*Try it*:
For every line in the records that has the word "seeds", make a copy.

*Provided data*:
——————

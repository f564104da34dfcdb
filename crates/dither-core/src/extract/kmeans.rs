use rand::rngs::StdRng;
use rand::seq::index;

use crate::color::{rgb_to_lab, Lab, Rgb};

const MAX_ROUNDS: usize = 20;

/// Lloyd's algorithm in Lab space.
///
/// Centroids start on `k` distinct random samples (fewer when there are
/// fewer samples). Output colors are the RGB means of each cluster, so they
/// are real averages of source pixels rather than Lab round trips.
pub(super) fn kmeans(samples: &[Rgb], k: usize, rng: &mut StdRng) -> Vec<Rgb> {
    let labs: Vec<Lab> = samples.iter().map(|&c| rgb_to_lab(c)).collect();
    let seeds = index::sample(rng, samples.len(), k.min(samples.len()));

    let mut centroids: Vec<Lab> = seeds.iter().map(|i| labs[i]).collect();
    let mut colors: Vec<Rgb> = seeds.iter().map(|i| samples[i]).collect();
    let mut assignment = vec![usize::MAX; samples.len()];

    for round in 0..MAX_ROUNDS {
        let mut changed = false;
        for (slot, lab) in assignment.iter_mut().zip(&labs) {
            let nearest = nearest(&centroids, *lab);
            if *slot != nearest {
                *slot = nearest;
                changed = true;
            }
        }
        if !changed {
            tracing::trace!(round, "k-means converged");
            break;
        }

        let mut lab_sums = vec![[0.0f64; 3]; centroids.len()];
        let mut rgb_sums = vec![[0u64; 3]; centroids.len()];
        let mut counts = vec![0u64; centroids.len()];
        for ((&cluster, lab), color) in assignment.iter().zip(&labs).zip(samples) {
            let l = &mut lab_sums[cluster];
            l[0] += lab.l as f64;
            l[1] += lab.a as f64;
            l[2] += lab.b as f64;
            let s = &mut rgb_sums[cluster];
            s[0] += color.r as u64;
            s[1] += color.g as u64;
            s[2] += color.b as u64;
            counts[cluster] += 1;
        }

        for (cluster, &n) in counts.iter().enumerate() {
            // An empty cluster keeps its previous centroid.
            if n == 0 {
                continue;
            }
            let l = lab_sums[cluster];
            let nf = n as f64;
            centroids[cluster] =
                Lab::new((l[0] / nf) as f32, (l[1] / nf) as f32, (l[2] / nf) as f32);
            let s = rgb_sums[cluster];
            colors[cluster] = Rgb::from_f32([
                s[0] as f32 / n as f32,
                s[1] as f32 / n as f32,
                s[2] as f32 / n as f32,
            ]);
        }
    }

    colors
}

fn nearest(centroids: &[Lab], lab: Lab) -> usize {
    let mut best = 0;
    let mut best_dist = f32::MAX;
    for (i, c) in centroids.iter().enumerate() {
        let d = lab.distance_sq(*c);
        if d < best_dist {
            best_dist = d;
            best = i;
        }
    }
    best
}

——————

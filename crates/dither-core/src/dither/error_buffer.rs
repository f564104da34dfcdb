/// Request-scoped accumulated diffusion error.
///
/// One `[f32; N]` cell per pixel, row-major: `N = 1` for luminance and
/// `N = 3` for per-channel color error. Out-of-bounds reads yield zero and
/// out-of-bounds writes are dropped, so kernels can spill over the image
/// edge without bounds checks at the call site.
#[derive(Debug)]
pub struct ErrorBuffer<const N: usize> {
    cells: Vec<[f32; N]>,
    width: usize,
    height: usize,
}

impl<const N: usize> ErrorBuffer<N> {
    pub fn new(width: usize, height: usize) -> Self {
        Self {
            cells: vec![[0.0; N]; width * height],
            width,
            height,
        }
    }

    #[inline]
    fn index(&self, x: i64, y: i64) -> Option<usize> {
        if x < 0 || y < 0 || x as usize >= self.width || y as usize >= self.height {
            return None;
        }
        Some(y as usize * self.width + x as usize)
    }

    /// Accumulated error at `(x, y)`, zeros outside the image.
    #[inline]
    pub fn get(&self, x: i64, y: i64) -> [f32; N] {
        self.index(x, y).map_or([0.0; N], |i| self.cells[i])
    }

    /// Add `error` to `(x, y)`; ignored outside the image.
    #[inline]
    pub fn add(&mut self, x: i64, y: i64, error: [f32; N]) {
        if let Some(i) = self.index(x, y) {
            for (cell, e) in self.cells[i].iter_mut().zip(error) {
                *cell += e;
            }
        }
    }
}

——————

*Response to this exercise*:
    let seeds = index::sample(rng, samples.len(), k.min(samples.len()));
    let mut centroids: Vec<Lab> = seeds.iter().map(|i| labs[i]).collect();
    let mut colors: Vec<Rgb> = seeds.iter().map(|i| samples[i]).collect();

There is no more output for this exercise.